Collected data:
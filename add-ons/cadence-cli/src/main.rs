//! Cadence CLI: chained step timers with spoken announcements.
//!
//! Usage:
//!   cadence run --step "Squats:45s" --step "Plank:1m" --buffer 10
//!   cadence save Morning --step "Stretch:2m" --step "Breathe:1m" --alarm chime
//!   cadence run Morning
//!   cadence routines | show Morning | delete Morning
//!   cadence transcribe recording.webm

use anyhow::{bail, Context};
use cadence_cli::{
    parse_steps, run_view, CadenceConfig, Command, Routine, RoutineStore, RunOutcome,
};
use cadence_core::{SequenceController, SequenceSettings};
use cadence_voice::{
    clean_transcript, create_speech_service, format_duration, AlarmSound, AudioContext,
    AudioOutput, SimulatedOutput,
};
use clap::{Args, Parser, Subcommand};
use std::io::{BufRead, Write};
use std::path::PathBuf;
use std::sync::Arc;
use tokio::sync::mpsc;
use tracing::{info, warn};
use tracing_subscriber::{layer::SubscriberExt, util::SubscriberInitExt};

#[derive(Parser)]
#[command(name = "cadence", version, about = "Chained step timers with spoken announcements")]
struct Cli {
    #[command(subcommand)]
    command: Commands,
}

#[derive(Subcommand)]
enum Commands {
    /// Run a saved routine or an ad-hoc list of steps
    Run(RunArgs),
    /// Save a routine (asks before replacing one with the same name)
    Save {
        name: String,
        /// Step as Name:DURATION (90, 45s, 2m, 1m30s); repeat for each step
        #[arg(long = "step", required = true)]
        steps: Vec<String>,
        #[command(flatten)]
        settings: SettingsArgs,
        /// Replace an existing routine without asking
        #[arg(long)]
        yes: bool,
    },
    /// List saved routines
    Routines,
    /// Show one routine
    Show { name: String },
    /// Delete a routine (asks first)
    Delete {
        name: String,
        #[arg(long)]
        yes: bool,
    },
    /// Transcribe a short recording into a step name
    Transcribe {
        file: PathBuf,
        /// MIME type; guessed from the file extension when omitted
        #[arg(long)]
        mime: Option<String>,
    },
}

#[derive(Args)]
struct RunArgs {
    /// Saved routine to run
    routine: Option<String>,
    /// Step as Name:DURATION; used when no routine is given
    #[arg(long = "step")]
    steps: Vec<String>,
    #[command(flatten)]
    settings: SettingsArgs,
    /// Do not open an audio device
    #[arg(long)]
    silent: bool,
}

#[derive(Args)]
struct SettingsArgs {
    /// bell, digital, chime or gong
    #[arg(long)]
    alarm: Option<AlarmSound>,
    #[arg(long)]
    alarm_volume: Option<f32>,
    /// Rest seconds between steps
    #[arg(long)]
    buffer: Option<u32>,
    #[arg(long)]
    voice_volume: Option<f32>,
}

impl SettingsArgs {
    fn apply(&self, base: SequenceSettings) -> SequenceSettings {
        SequenceSettings {
            alarm_sound: self.alarm.unwrap_or(base.alarm_sound),
            alarm_volume: self.alarm_volume.unwrap_or(base.alarm_volume),
            buffer_seconds: self.buffer.unwrap_or(base.buffer_seconds),
            voice_volume: self.voice_volume.unwrap_or(base.voice_volume),
        }
    }
}

#[tokio::main]
async fn main() -> anyhow::Result<()> {
    if let Err(e) = dotenvy::dotenv() {
        eprintln!("[cadence] .env not loaded: {} (using system environment)", e);
    }

    tracing_subscriber::registry()
        .with(tracing_subscriber::EnvFilter::new(
            std::env::var("RUST_LOG").unwrap_or_else(|_| "info".into()),
        ))
        .with(tracing_subscriber::fmt::layer().with_writer(std::io::stderr))
        .init();

    let cli = Cli::parse();
    let config = CadenceConfig::load().context("loading configuration")?;
    let store = RoutineStore::open(config.storage_dir());

    match cli.command {
        Commands::Run(args) => run(args, &config, &store).await,
        Commands::Save {
            name,
            steps,
            settings,
            yes,
        } => {
            let steps = parse_steps(&steps).map_err(anyhow::Error::msg)?;
            let routine = Routine::new(name, steps, settings.apply(config.sequence_defaults()));
            routine.settings.validate()?;
            let exists = store.get(&routine.name)?.is_some();
            if exists && !yes && !confirm(&format!("Replace routine '{}'?", routine.name))? {
                println!("Not saved.");
                return Ok(());
            }
            let name = routine.name.clone();
            let outcome = store.save(routine, exists)?;
            println!("{:?} routine '{}'.", outcome, name);
            Ok(())
        }
        Commands::Routines => {
            let routines = store.list()?;
            if routines.is_empty() {
                println!("No saved routines in {}", store.path().display());
            }
            for r in routines {
                println!(
                    "{:<24} {:>2} steps  {}  (saved {})",
                    r.name,
                    r.steps.len(),
                    format_duration(r.total_seconds().min(u32::MAX as u64) as u32),
                    r.created_at.format("%Y-%m-%d %H:%M")
                );
            }
            Ok(())
        }
        Commands::Show { name } => {
            let routine = store
                .get(&name)?
                .with_context(|| format!("no routine named '{}'", name))?;
            println!("{}", routine.name);
            for (i, step) in routine.steps.iter().enumerate() {
                println!("  {:>2}. {:<24} {}", i + 1, step.name, format_duration(step.duration_seconds));
            }
            let s = &routine.settings;
            println!(
                "  alarm {} at {:.0}%, buffer {}s, voice {:.0}%",
                s.alarm_sound,
                s.alarm_volume * 100.0,
                s.buffer_seconds,
                s.voice_volume * 100.0
            );
            Ok(())
        }
        Commands::Delete { name, yes } => {
            if store.get(&name)?.is_none() {
                bail!("no routine named '{}'", name);
            }
            if !yes && !confirm(&format!("Delete routine '{}'?", name))? {
                println!("Not deleted.");
                return Ok(());
            }
            let removed = store.delete(&name)?;
            println!("Deleted routine '{}'.", removed.name);
            Ok(())
        }
        Commands::Transcribe { file, mime } => {
            let audio = tokio::fs::read(&file)
                .await
                .with_context(|| format!("reading {}", file.display()))?;
            let mime = mime.unwrap_or_else(|| {
                mime_guess::from_path(&file)
                    .first_or_octet_stream()
                    .essence_str()
                    .to_string()
            });
            let speech = create_speech_service(&config.speech_settings());
            let text = speech.transcribe(&audio, &mime).await?;
            println!("{}", clean_transcript(&text));
            Ok(())
        }
    }
}

async fn run(args: RunArgs, config: &CadenceConfig, store: &RoutineStore) -> anyhow::Result<()> {
    let (steps, settings) = match &args.routine {
        Some(name) => {
            let routine = store
                .get(name)?
                .with_context(|| format!("no routine named '{}'", name))?;
            (routine.steps, args.settings.apply(routine.settings))
        }
        None => (
            parse_steps(&args.steps).map_err(anyhow::Error::msg)?,
            args.settings.apply(config.sequence_defaults()),
        ),
    };
    if steps.is_empty() {
        bail!("nothing to run: give a routine name or at least one --step");
    }

    let speech = create_speech_service(&config.speech_settings());
    let context = if args.silent {
        None
    } else {
        match AudioContext::open_default() {
            Ok(context) => Some(context),
            Err(e) => {
                warn!(error = %e, "no audio device, running silently");
                None
            }
        }
    };
    let audio: Arc<dyn AudioOutput> = match &context {
        Some(context) => Arc::new(context.output()),
        None => Arc::new(SimulatedOutput::new()),
    };

    let (controller, events) = SequenceController::start(steps, settings, speech, audio)?;
    let (tx, commands) = mpsc::unbounded_channel();
    spawn_stdin_reader(tx.clone());
    tokio::spawn(async move {
        if tokio::signal::ctrl_c().await.is_ok() {
            info!("CTRL-C received; exiting sequence");
            let _ = tx.send(Command::Quit);
        }
    });

    let mut stdout = std::io::stdout();
    let outcome = run_view::drive(controller, events, commands, &mut stdout).await?;
    info!(?outcome, "run finished");
    // The controller has exited; release the device last.
    drop(context);
    if outcome == RunOutcome::Quit {
        println!("Stopped early.");
    }
    Ok(())
}

/// Read commands on a dedicated thread; blocking stdin must not hold up runtime shutdown.
fn spawn_stdin_reader(tx: mpsc::UnboundedSender<Command>) {
    std::thread::spawn(move || {
        for line in std::io::stdin().lock().lines() {
            let Ok(line) = line else { break };
            if line.trim().is_empty() {
                continue;
            }
            match line.parse::<Command>() {
                Ok(command) => {
                    if tx.send(command).is_err() {
                        break;
                    }
                }
                Err(e) => eprintln!("{}", e),
            }
        }
    });
}

fn confirm(prompt: &str) -> std::io::Result<bool> {
    print!("{} [y/N] ", prompt);
    std::io::stdout().flush()?;
    let mut answer = String::new();
    std::io::stdin().read_line(&mut answer)?;
    Ok(matches!(answer.trim().to_ascii_lowercase().as_str(), "y" | "yes"))
}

*What is required:*
In the records above, which lines hold the string "RunOutcome"? Copy each one.

*Task output:*
    parse_steps, run_view, CadenceConfig, Command, Routine, RoutineStore, RunOutcome,
    if outcome == RunOutcome::Quit {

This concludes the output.